Frankfurt’s DAX 30 slid 0.49% to 9,542.02 points, and in Paris the CAC 40 dipped 0.11% compared with Tuesday’s closing values to 4,391.25.
“UK markets have taken a turn for the worse ... after more news from China and a number of disappointing updates weighed on the benchmark,” said CMC Markets trader Toby Morris.
“China re-affirming a 7.5% growth target should be good news on recent form, but analysts have cast doubt over whether that is achievable... The lack of clarity has weighed on basic resources which is one of the worst performing sectors.”
Among the fallers were mining giants.
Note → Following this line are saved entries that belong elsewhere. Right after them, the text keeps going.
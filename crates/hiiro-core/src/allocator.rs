use std::fs;
use std::path::PathBuf;

use tracing::info;

use crate::environment::Environment;
use crate::error::TaskError;
use crate::git::WorktreeProvider;
use crate::matcher::MAIN_SEGMENT;

/// Tree a task named `task_name` is checked out into: `T/main` for a
/// top-level task, `P/S` for a subtask.
pub fn target_tree_name(task_name: &str) -> String {
    if task_name.contains('/') {
        task_name.to_string()
    } else {
        format!("{task_name}/{MAIN_SEGMENT}")
    }
}

#[derive(Debug, Clone, PartialEq, Eq)]
pub enum AllocationKind {
    /// An available tree was renamed into place.
    Reused { from: String },
    Created,
}

#[derive(Debug, Clone, PartialEq, Eq)]
pub struct Allocation {
    pub tree_name: String,
    pub path: PathBuf,
    pub kind: AllocationKind,
}

pub struct WorktreeAllocator<'a> {
    env: &'a Environment,
    git: &'a dyn WorktreeProvider,
}

impl<'a> WorktreeAllocator<'a> {
    pub fn new(env: &'a Environment, git: &'a dyn WorktreeProvider) -> Self {
        Self { env, git }
    }

    /// Reuses an available tree when there is one, else adds a detached tree.
    pub fn allocate(&self, task_name: &str) -> Result<Allocation, TaskError> {
        let tree_name = target_tree_name(task_name);
        let path = self.env.work_dir().join(&tree_name);
        let available = self.env.available_trees();

        if let Some(tree) = available.iter().find(|tree| tree.name == tree_name) {
            info!(tree = %tree.name, "reusing tree already at target");
            return Ok(Allocation {
                tree_name,
                path: tree.path.clone(),
                kind: AllocationKind::Reused {
                    from: tree.name.clone(),
                },
            });
        }

        if let Some(parent) = path.parent() {
            fs::create_dir_all(parent)?;
        }

        let kind = match available.first() {
            Some(tree) => {
                info!(from = %tree.name, to = %tree_name, "renaming available worktree");
                self.git
                    .move_tree(&tree.path, &path)
                    .map_err(|err| TaskError::external("rename worktree", err))?;
                AllocationKind::Reused {
                    from: tree.name.clone(),
                }
            }
            None => {
                info!(tree = %tree_name, "creating worktree");
                self.git
                    .add_detached(&path)
                    .map_err(|err| TaskError::external("create worktree", err))?;
                AllocationKind::Created
            }
        };

        Ok(Allocation {
            tree_name,
            path,
            kind,
        })
    }
}
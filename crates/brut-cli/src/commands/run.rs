//! `brutus run`: run the bundled program, or the loose `main.lua`.

use std::path::PathBuf;

use anyhow::{anyhow, Context};
use brut_runtime::{Launcher, RunOutcome, RuntimeOptions};
use tracing::debug;

pub struct RunArgs {
    /// Program directory; defaults to the directory holding the executable.
    pub dir: Option<PathBuf>,
    /// Arguments passed through to the entry chunk.
    pub args: Vec<String>,
}

pub fn execute(args: RunArgs) -> anyhow::Result<()> {
    let base_dir = match args.dir {
        Some(dir) => dir,
        None => exe_dir()?,
    };
    // Absolute before the chdir below, so the launcher sees the same directory.
    let base_dir = std::fs::canonicalize(&base_dir)
        .with_context(|| format!("unable to resolve program directory {}", base_dir.display()))?;

    // Scripts resolve relative paths against the program directory.
    std::env::set_current_dir(&base_dir)
        .with_context(|| format!("unable to set working directory to {}", base_dir.display()))?;

    let launcher = Launcher::new(RuntimeOptions {
        base_dir: base_dir.clone(),
        ..RuntimeOptions::default()
    });

    match launcher.run(&args.args)? {
        RunOutcome::Bundled { modules } => debug!(modules, "program finished"),
        RunOutcome::Loose => debug!("program finished"),
        RunOutcome::NoEntryPoint => debug!(dir = %base_dir.display(), "bundle has no main entry"),
    }
    Ok(())
}

fn exe_dir() -> anyhow::Result<PathBuf> {
    let exe = std::env::current_exe().context("unable to locate executable")?;
    exe.parent()
        .map(|p| p.to_path_buf())
        .ok_or_else(|| anyhow!("executable path {} has no parent", exe.display()))
}
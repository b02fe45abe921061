//! Bundle error types.

use std::path::PathBuf;

use crate::codec::CodecError;
use crate::encoder::CursorError;

/// Errors that can occur while building or loading a bundle.
///
/// Every variant is fatal for the whole operation: a build never writes a
/// partial container and a load never exposes a partial [`ModuleTable`].
///
/// [`ModuleTable`]: crate::ModuleTable
#[derive(Debug, thiserror::Error)]
pub enum BundleError {
    /// File I/O error
    #[error("{path}: {source}")]
    Io {
        path: PathBuf,
        #[source]
        source: std::io::Error,
    },

    /// Missing or wrong magic tag
    #[error("malformed header")]
    MalformedHeader,

    /// Container written by a different format version
    #[error("unsupported version {major}.{minor} (runtime reads {}.{})", crate::VERSION_MAJOR, crate::VERSION_MINOR)]
    UnsupportedVersion { major: u8, minor: u8 },

    /// Entry record ends before its declared fields
    #[error("entry {index} is truncated: {source}")]
    TruncatedEntry {
        index: usize,
        #[source]
        source: CursorError,
    },

    /// Stored entry name is empty or not UTF-8
    #[error("entry {index} has an invalid name {name:?}")]
    MalformedEntryName { index: usize, name: String },

    /// Compression flag byte is neither 0 nor 1
    #[error("entry {index} has invalid compression flag {flag}")]
    InvalidFlag { index: usize, flag: u8 },

    /// Entry payload is not valid base64
    #[error("failed to decode entry {index}: {source}")]
    Decode {
        index: usize,
        #[source]
        source: CodecError,
    },

    /// Entry payload did not inflate
    #[error("failed to decompress entry {index}: {source}")]
    Decompress {
        index: usize,
        #[source]
        source: CodecError,
    },

    /// Entry payload could not be deflated
    #[error("failed to compress entry '{name}': {source}")]
    Compress {
        name: String,
        #[source]
        source: CodecError,
    },

    /// Entry name given to the writer is empty or contains a NUL byte
    #[error("invalid entry name {0:?}")]
    InvalidEntryName(String),

    /// Two entries share a name
    #[error("duplicate entry '{0}'")]
    DuplicateEntry(String),

    /// Entry count does not fit the 16-bit header field
    #[error("too many entries: {0} (at most {max})", max = u16::MAX)]
    TooManyEntries(usize),

    /// Encoded payload does not fit the 32-bit length field
    #[error("entry '{name}' is too large: {len} encoded bytes")]
    PayloadTooLarge { name: String, len: usize },
}

impl BundleError {
    pub(crate) fn io(path: impl Into<PathBuf>, source: std::io::Error) -> Self {
        BundleError::Io {
            path: path.into(),
            source,
        }
    }
}
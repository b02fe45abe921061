//! Program launcher
//!
//! Decides how a program runs from what sits in its directory:
//! - a container → load it, install the resolver, run its `main` entry
//! - no container → run the loose fallback source file
//!
//! A container that exists but fails to load is an error, never a reason to
//! fall back to loose files.

use std::fs;
use std::io::ErrorKind;
use std::path::{Path, PathBuf};
use std::rc::Rc;

use brut_bundle::{load_bundle_file, DEFAULT_BUNDLE_FILE, ENTRY_POINT, SOURCE_EXTENSION};
use tracing::{debug, info};

use crate::error::RuntimeError;
use crate::host::{Host, HostConfig};
use crate::resolver::BundleResolver;

/// Where and what to run.
#[derive(Debug, Clone)]
pub struct RuntimeOptions {
    /// Directory holding the container or loose sources.
    pub base_dir: PathBuf,
    /// Container file name inside `base_dir`.
    pub bundle_file: String,
    /// Loose entry file run when no container exists.
    pub fallback_file: String,
}

impl Default for RuntimeOptions {
    fn default() -> Self {
        Self {
            base_dir: PathBuf::from("."),
            bundle_file: DEFAULT_BUNDLE_FILE.to_string(),
            fallback_file: format!("{}.{}", ENTRY_POINT, SOURCE_EXTENSION),
        }
    }
}

/// How a successful run went.
#[derive(Debug, Clone, PartialEq, Eq)]
pub enum RunOutcome {
    /// Ran `main` from a container holding `modules` entries.
    Bundled { modules: usize },
    /// Ran the loose fallback file.
    Loose,
    /// The container loaded but has no (or an empty) `main` entry.
    NoEntryPoint,
}

/// Runs a program according to [`RuntimeOptions`].
pub struct Launcher {
    options: RuntimeOptions,
}

impl Launcher {
    pub fn new(options: RuntimeOptions) -> Self {
        Self { options }
    }

    pub fn options(&self) -> &RuntimeOptions {
        &self.options
    }

    /// Path of the container this launcher looks for.
    pub fn bundle_path(&self) -> PathBuf {
        self.options.base_dir.join(&self.options.bundle_file)
    }

    /// Path of the loose fallback file.
    pub fn fallback_path(&self) -> PathBuf {
        self.options.base_dir.join(&self.options.fallback_file)
    }

    /// Whether anything sits at the container path.
    ///
    /// Only a missing entry counts as "no container". A directory or a
    /// dangling symlink under that name is present and fails when loaded.
    pub fn is_bundled(&self) -> Result<bool, RuntimeError> {
        let path = self.bundle_path();
        match fs::symlink_metadata(&path) {
            Ok(_) => Ok(true),
            Err(e) if e.kind() == ErrorKind::NotFound => Ok(false),
            Err(source) => Err(RuntimeError::Io { path, source }),
        }
    }

    /// Run the program, passing `args` to its entry chunk.
    pub fn run(&self, args: &[String]) -> Result<RunOutcome, RuntimeError> {
        let bundle_path = self.bundle_path();
        if self.is_bundled()? {
            self.run_bundle(&bundle_path, args)
        } else {
            debug!(path = %bundle_path.display(), "no bundle, using loose sources");
            self.run_loose(args)
        }
    }

    fn run_bundle(&self, path: &Path, args: &[String]) -> Result<RunOutcome, RuntimeError> {
        let table = Rc::new(load_bundle_file(path)?.into_table());

        let host = Host::new(&HostConfig { bundled: true })?;
        host.add_search_dir(&self.options.base_dir)?;
        BundleResolver::new(Rc::clone(&table)).install(&host)?;

        match table.entry_point() {
            Some(main) if !main.is_empty() => {
                info!(modules = table.len(), "running bundled program");
                host.exec(ENTRY_POINT, main, args)?;
                Ok(RunOutcome::Bundled {
                    modules: table.len(),
                })
            }
            _ => {
                info!(path = %path.display(), "bundle has no entry point");
                Ok(RunOutcome::NoEntryPoint)
            }
        }
    }

    fn run_loose(&self, args: &[String]) -> Result<RunOutcome, RuntimeError> {
        let path = self.fallback_path();
        let source = match fs::read(&path) {
            Ok(source) if !source.is_empty() => source,
            Ok(_) => return Err(self.nothing_to_run()),
            Err(e) if e.kind() == ErrorKind::NotFound => return Err(self.nothing_to_run()),
            Err(source) => return Err(RuntimeError::Io { path, source }),
        };

        let host = Host::new(&HostConfig { bundled: false })?;
        host.add_search_dir(&self.options.base_dir)?;

        let name = path
            .file_stem()
            .and_then(|s| s.to_str())
            .unwrap_or(ENTRY_POINT);
        info!(path = %path.display(), "running loose program");
        host.exec(name, &source, args)?;
        Ok(RunOutcome::Loose)
    }

    fn nothing_to_run(&self) -> RuntimeError {
        RuntimeError::NothingToRun {
            dir: self.options.base_dir.clone(),
            bundle: self.options.bundle_file.clone(),
            fallback: self.options.fallback_file.clone(),
        }
    }
}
Shares in Anglo-Australian Rio Tinto shed 3.3% to 3,269 pence while rival BHP Billiton fell 2.3% to 1,883 pence.
China’s National People’s Congress began its annual meeting with Premier Li Keqiang saying the government was targeting 7.5 growth in 2014, unchanged from last year’s forecast.
The figure is below the 7.7% recorded in 2013 and 2012 - also the lowest growth rate since 1999.
Meanwhile, data released yesterday suggested the eurozone economic recovery is strengthening.
Gross domestic product accelerated to 0.3% in the fourth quarter of 2013, while the Eurozone Composite Purchasing Managers Index (PMI), compiled by Markit Economics, showed that business activity expanded at the fastest rate in two-and-a-half years in February.
Following a slump at the start of the week, stock markets around the world mostly rebounded on Tuesday after Russian President Vladimir Putin declared there was “no need” yet to send troops into Ukraine.
Pro-Kremlin forces are in de facto control of the strategic, majority-Russian Crimean peninsula where Ukrainian troops remain blocked inside their barracks in the most serious stand-off between the West and Russia since the end of the Cold War.
“After the strong performance we have seen yesterday, markets have come back (down), with investors taking some profits,” said Varengold Bank trader Anita Paluch.
“The tensions between Russia and Ukraine are far from over and the softness is felt in Europe” trading yesterday.
In foreign exchange deals, the euro fell to $1.3732 from $1.3742 late in New York on Tuesday.
The dollar climbed to 102.34 yen from 102.21 yen.
On the London Bullion Market, the price of gold rose to $1,337 an ounce from $1,334.75 on Tuesday.
US stocks traded mixed after a report showed only modest private-sector jobs growth in February.
The Dow Jones Industrial Average slid 0.15% to stand at 16,371.03 points in midday trading.
The broad-based S&P 500 edged up 0.03% to 1,874.38, while the tech-rich Nasdaq Composite Index added 0.11% to stand at 4,351.97.
Payrolls firm ADP said US businesses added just 139,000 jobs in February, well below the monthly average of 186,000 over the last year and below the 150,000 expected by analysts.
US stocks had soared on Tuesday and investors pushed the S&P 500 to its second record close in three days on signs of easing tensions over Ukraine.